Los hechos en su mayoría están documentados, y es fácil advertir que no se apartan mucho de lo que nos cuentan fray Gaspar de Carvajal, Cieza de León o el propio Oviedo. Es evidente que el narrador está obsesionado con el episodio de Cajamarca, pues vuelve y vuelve a esos hechos crueles de un modo casi enfermizo. Los cronistas suelen callar las atrocidades de Gonzalo Pizarro contra los indios, pero está demostrado que de los cuatro mil que sacaron de Quito ninguno volvió a las montañas.
La imprecisión de algunas circunstancias aboga a favor de que la aventura haya sido real, ya que sólo los estudiosos en sus gabinetes llenos de libros recuerdan con precisión de historiador y de botánico. El lector se preguntará si el invisible Ursúa que llena estas páginas no dijo nada en todo ese tiempo, pero al parecer el narrador incorpora en el texto sus preguntas y sus objeciones, quizá para no romper el hilo del relato.

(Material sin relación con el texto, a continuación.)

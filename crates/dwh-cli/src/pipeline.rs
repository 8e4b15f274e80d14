//! Warehouse pipeline with explicit stages.
//!
//! The pipeline runs these stages in order, each consuming only the
//! previous stage's output:
//! 1. **Load**: Read every source extract into staging tables
//! 2. **Cleanse**: Deduplicate, normalize, and repair staged rows
//! 3. **Model**: Assemble dimensions and facts, verify integrity
//! 4. **Publish**: Write output tables and swap in the new schema
//!
//! A structural failure aborts the run at the failing stage.

use std::path::PathBuf;
use std::time::Instant;

use chrono::NaiveDate;
use dwh_cleanse::{CleanSet, Cleanser};
use dwh_ingest::{LoadReport, LoaderOptions, RawLoader, SourceCatalog, StagingArea};
use dwh_model::{Entity, PipelineError, Stage};
use dwh_report::publish_tables;
use dwh_star::{DimensionalModeler, StarBuild, Warehouse};
use tracing::{error, info, info_span};

use crate::types::{EntitySummary, PipelineResult};

/// Output directory used when none is configured, relative to the source root.
pub const DEFAULT_OUTPUT_DIR: &str = "warehouse";

/// Everything a run needs.
#[derive(Debug, Clone)]
pub struct PipelineConfig {
    pub source_root: PathBuf,
    pub catalog: SourceCatalog,
    /// Defaults to `<source_root>/warehouse`.
    pub output_dir: Option<PathBuf>,
    /// Reference date for rules that compare against "today".
    pub as_of: NaiveDate,
    pub loader: LoaderOptions,
    /// Build everything but skip writing output files.
    pub dry_run: bool,
}

impl PipelineConfig {
    pub fn new(source_root: impl Into<PathBuf>, as_of: NaiveDate) -> Self {
        let source_root = source_root.into();
        Self {
            catalog: SourceCatalog::new(&source_root),
            source_root,
            output_dir: None,
            as_of,
            loader: LoaderOptions::default(),
            dry_run: false,
        }
    }

    pub fn output_dir(&self) -> PathBuf {
        self.output_dir
            .clone()
            .unwrap_or_else(|| self.source_root.join(DEFAULT_OUTPUT_DIR))
    }
}

fn in_stage<T>(
    stage: Stage,
    run: impl FnOnce() -> Result<T, PipelineError>,
) -> Result<T, PipelineError> {
    let span = info_span!("stage", stage = %stage);
    let _guard = span.enter();
    let start = Instant::now();
    info!(stage = %stage, "stage started");

    let result = run();
    let duration_ms = start.elapsed().as_millis() as u64;
    match &result {
        Ok(_) => info!(stage = %stage, duration_ms, "stage finished"),
        Err(err) => error!(
            stage = %err.stage,
            kind = %err.kind,
            message = %err.message,
            duration_ms,
            "stage failed"
        ),
    }
    result
}

// ============================================================================
// Stage 1: Load
// ============================================================================

/// Result of the load stage.
#[derive(Debug)]
pub struct Loaded {
    pub staging: StagingArea,
    pub report: LoadReport,
}

/// Loads every extract. Fails if any extract failed to load.
pub fn load_stage(config: &PipelineConfig) -> Result<Loaded, PipelineError> {
    in_stage(Stage::Load, || {
        let mut loader = RawLoader::new(config.catalog.clone(), config.loader);
        let report = loader.load_all();
        if let Some(failure) = report.failures.first() {
            let mut err = PipelineError::from(&failure.error);
            let others = report.failures.len() - 1;
            if others > 0 {
                err.message = format!("{} ({others} more extracts failed)", err.message);
            }
            return Err(err);
        }
        info!(
            stage = %Stage::Load,
            extracts = report.loaded.len(),
            rows = report.loaded.iter().map(|result| result.row_count).sum::<usize>(),
            "extracts staged"
        );
        Ok(Loaded {
            staging: loader.into_staging(),
            report,
        })
    })
}

// ============================================================================
// Stage 2: Cleanse
// ============================================================================

/// Cleans every staged entity. Unusable rows are excluded and reported,
/// never fatal.
pub fn cleanse_stage(
    config: &PipelineConfig,
    staging: &StagingArea,
) -> Result<CleanSet, PipelineError> {
    in_stage(Stage::Cleanse, || {
        let clean = Cleanser::new(config.as_of).transform_all(staging);
        info!(
            stage = %Stage::Cleanse,
            rejected = clean.rejected_count(),
            "entities cleansed"
        );
        Ok(clean)
    })
}

// ============================================================================
// Stage 3: Model
// ============================================================================

/// Result of the model stage.
#[derive(Debug, Clone)]
pub struct Modeled {
    pub build: StarBuild,
    pub fingerprint: String,
}

pub fn model_stage(clean: &CleanSet) -> Result<Modeled, PipelineError> {
    in_stage(Stage::Model, || {
        let build = DimensionalModeler::new().build(clean)?;
        let fingerprint = build.schema.fingerprint()?;
        Ok(Modeled { build, fingerprint })
    })
}

// ============================================================================
// Stage 4: Publish
// ============================================================================

/// Writes output tables (unless dry run) and swaps the schema into
/// `warehouse`. Returns the output directory that was written.
pub fn publish_stage(
    config: &PipelineConfig,
    modeled: Modeled,
    warehouse: &Warehouse,
) -> Result<Option<PathBuf>, PipelineError> {
    in_stage(Stage::Publish, || {
        let schema = modeled.build.schema;
        let output_dir = if config.dry_run {
            info!(stage = %Stage::Publish, "dry run, output files not written");
            None
        } else {
            let published = publish_tables(&config.output_dir(), &schema)?;
            Some(published.output_dir)
        };
        warehouse.publish(schema);
        Ok(output_dir)
    })
}

// ============================================================================
// Orchestration
// ============================================================================

fn entity_summaries(report: &LoadReport, clean: &CleanSet) -> Vec<EntitySummary> {
    Entity::ALL
        .into_iter()
        .map(|entity| {
            let cleansed = clean.report(entity);
            EntitySummary {
                entity,
                staged: report.row_count(entity).unwrap_or(0),
                clean: cleansed.output_rows,
                duplicates_dropped: cleansed.duplicates_dropped,
                historical_dropped: cleansed.historical_dropped,
                repaired: cleansed.repaired,
                rejected: cleansed.rejected_count(),
            }
        })
        .collect()
}

/// Runs every stage and publishes into a fresh [`Warehouse`].
pub fn run_pipeline(config: &PipelineConfig) -> Result<PipelineResult, PipelineError> {
    run_pipeline_into(config, &Warehouse::new())
}

/// Runs every stage and publishes into `warehouse`. On failure the
/// previously published schema and output directory stay untouched.
pub fn run_pipeline_into(
    config: &PipelineConfig,
    warehouse: &Warehouse,
) -> Result<PipelineResult, PipelineError> {
    let span = info_span!(
        "pipeline",
        source_root = %config.source_root.display(),
        as_of = %config.as_of
    );
    let _guard = span.enter();
    let start = Instant::now();

    let loaded = load_stage(config)?;
    let clean = cleanse_stage(config, &loaded.staging)?;
    let modeled = model_stage(&clean)?;

    let entities = entity_summaries(&loaded.report, &clean);
    let row_counts = modeled.build.schema.counts();
    let orphan_count = modeled.build.orphan_count;
    let fingerprint = modeled.fingerprint.clone();
    let output_dir = publish_stage(config, modeled, warehouse)?;

    let duration_ms = start.elapsed().as_millis() as u64;
    info!(
        customers = row_counts.customers,
        products = row_counts.products,
        sales = row_counts.sales,
        orphan_count,
        fingerprint = %fingerprint,
        duration_ms,
        "pipeline finished"
    );
    Ok(PipelineResult {
        row_counts,
        entities,
        orphan_count,
        duration_ms,
        fingerprint,
        output_dir,
    })
}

La historia «del barco de hombres tuertos» no aparece en ninguna de las crónicas de la época y es probable que sea una ficción del narrador, o la magnificación de una pequeña anécdota. Paradójicamente olvida que otros dos viajeros del río carecían de un ojo: Lorenzo Muñoz, trujillano como Orellana, a quien Oviedo por error llama Antonio, y Juan de Mangas, un andaluz valeroso de El Puerto de Santa María.
En cuanto al amigo Teofrastus, con quien el narrador comparte unos meses memorables en Flandes, en Alemania y en Francia, sin duda era un discípulo del legendario Theophrastus Philippus Aureolus Bombastus von Hohenhaim, quien murió el 24 de septiembre de 1541 en Salzburgo, cuando nuestros viajeros apenas bajaban de las montañas al este de Quito buscando la canela. Se ve que era uno de esos discípulos que no sólo piensan como el maestro y hablan como el maestro sino que hasta asumen su nombre.
La historia terrible de los jóvenes que Orellana quemó vivos por sodomía en Guayaquil es verdadera, aunque tal vez no lo sean algunas de las circunstancias. Las cartas de amor que se cruzaron Pietro Bembo y Lucrecia Borgia han sido publicadas recientemente en Italia.